**TASK DIRECTIONS:** Given the records below, would you repeat exactly the lines that begin at the one containing "use tokio::signal;" and end at the one containing "let (cli_args, settings)", inclusive?

**EXCERPTED RECORDS:**
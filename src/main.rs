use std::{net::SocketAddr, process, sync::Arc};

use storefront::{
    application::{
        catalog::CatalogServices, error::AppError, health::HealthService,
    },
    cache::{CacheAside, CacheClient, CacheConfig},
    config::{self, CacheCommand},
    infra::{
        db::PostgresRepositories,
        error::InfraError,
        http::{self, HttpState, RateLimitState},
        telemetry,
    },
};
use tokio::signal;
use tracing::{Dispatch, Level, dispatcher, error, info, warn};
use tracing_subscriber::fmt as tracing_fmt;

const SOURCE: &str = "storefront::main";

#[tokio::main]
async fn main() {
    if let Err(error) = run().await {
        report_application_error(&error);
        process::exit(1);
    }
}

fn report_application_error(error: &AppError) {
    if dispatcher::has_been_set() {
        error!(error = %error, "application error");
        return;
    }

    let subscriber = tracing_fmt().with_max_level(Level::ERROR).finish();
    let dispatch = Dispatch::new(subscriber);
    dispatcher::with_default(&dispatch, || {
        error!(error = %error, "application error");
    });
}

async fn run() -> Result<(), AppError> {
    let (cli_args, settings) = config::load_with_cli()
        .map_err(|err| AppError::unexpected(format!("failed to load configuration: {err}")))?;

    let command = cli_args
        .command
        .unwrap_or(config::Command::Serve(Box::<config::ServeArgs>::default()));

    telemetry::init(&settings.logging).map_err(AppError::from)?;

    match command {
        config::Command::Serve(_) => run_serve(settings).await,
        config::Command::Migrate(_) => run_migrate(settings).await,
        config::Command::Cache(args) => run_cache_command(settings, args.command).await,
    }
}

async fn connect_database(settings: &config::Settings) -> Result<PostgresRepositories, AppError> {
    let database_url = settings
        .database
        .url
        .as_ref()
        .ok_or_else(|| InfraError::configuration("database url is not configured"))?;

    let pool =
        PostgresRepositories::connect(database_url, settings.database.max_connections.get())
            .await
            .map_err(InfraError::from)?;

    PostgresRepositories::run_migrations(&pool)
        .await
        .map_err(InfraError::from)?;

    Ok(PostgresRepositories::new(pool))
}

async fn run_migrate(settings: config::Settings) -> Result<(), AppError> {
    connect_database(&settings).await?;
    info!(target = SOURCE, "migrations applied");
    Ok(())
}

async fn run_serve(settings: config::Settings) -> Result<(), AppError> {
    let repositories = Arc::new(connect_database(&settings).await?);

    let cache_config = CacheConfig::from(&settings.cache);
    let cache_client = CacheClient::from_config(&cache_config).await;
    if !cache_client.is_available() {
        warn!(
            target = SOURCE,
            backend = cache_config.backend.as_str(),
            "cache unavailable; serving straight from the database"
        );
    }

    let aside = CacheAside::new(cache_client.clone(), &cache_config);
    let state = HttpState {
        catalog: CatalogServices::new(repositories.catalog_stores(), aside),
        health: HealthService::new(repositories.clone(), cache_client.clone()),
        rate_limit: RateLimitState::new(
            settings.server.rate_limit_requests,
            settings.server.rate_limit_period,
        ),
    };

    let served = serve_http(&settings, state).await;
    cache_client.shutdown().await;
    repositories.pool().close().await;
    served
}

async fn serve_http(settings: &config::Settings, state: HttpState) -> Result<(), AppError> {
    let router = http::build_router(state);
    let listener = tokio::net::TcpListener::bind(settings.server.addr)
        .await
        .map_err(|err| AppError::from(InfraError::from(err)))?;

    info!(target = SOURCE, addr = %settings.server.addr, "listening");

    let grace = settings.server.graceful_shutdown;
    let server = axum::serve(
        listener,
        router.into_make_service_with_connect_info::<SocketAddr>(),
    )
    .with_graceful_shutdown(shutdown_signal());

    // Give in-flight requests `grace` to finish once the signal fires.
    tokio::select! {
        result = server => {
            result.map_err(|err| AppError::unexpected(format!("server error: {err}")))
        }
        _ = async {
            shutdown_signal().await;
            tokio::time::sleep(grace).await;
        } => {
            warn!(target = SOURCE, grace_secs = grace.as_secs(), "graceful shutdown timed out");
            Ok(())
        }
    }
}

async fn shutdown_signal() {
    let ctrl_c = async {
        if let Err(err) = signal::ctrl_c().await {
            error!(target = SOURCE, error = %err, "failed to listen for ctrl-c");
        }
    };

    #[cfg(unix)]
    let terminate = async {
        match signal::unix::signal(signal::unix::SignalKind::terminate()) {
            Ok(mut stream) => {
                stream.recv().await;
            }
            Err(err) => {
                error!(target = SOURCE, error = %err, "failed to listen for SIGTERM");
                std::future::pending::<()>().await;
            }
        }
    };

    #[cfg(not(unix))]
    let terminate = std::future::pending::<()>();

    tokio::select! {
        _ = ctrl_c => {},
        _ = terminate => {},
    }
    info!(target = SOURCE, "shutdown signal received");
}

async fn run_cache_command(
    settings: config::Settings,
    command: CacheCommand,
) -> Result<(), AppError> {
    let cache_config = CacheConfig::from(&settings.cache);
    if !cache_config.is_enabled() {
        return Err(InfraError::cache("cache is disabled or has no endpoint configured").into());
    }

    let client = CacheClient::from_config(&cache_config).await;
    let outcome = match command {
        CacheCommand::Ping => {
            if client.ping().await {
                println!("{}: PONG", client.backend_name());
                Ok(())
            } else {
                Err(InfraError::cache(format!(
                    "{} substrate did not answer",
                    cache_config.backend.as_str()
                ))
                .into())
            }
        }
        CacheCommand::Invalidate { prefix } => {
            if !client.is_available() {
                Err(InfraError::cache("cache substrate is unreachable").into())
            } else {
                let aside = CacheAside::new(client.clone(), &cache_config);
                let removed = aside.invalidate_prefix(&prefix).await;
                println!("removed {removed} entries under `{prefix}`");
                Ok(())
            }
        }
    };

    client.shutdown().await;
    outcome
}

**ANSWER BELOW:**
use tokio::signal;
use tracing::{Dispatch, Level, dispatcher, error, info, warn};
use tracing_subscriber::fmt as tracing_fmt;

const SOURCE: &str = "storefront::main";

#[tokio::main]
async fn main() {
    if let Err(error) = run().await {
        report_application_error(&error);
        process::exit(1);
    }
}

fn report_application_error(error: &AppError) {
    if dispatcher::has_been_set() {
        error!(error = %error, "application error");
        return;
    }

    let subscriber = tracing_fmt().with_max_level(Level::ERROR).finish();
    let dispatch = Dispatch::new(subscriber);
    dispatcher::with_default(&dispatch, || {
        error!(error = %error, "application error");
    });
}

async fn run() -> Result<(), AppError> {
    let (cli_args, settings) = config::load_with_cli()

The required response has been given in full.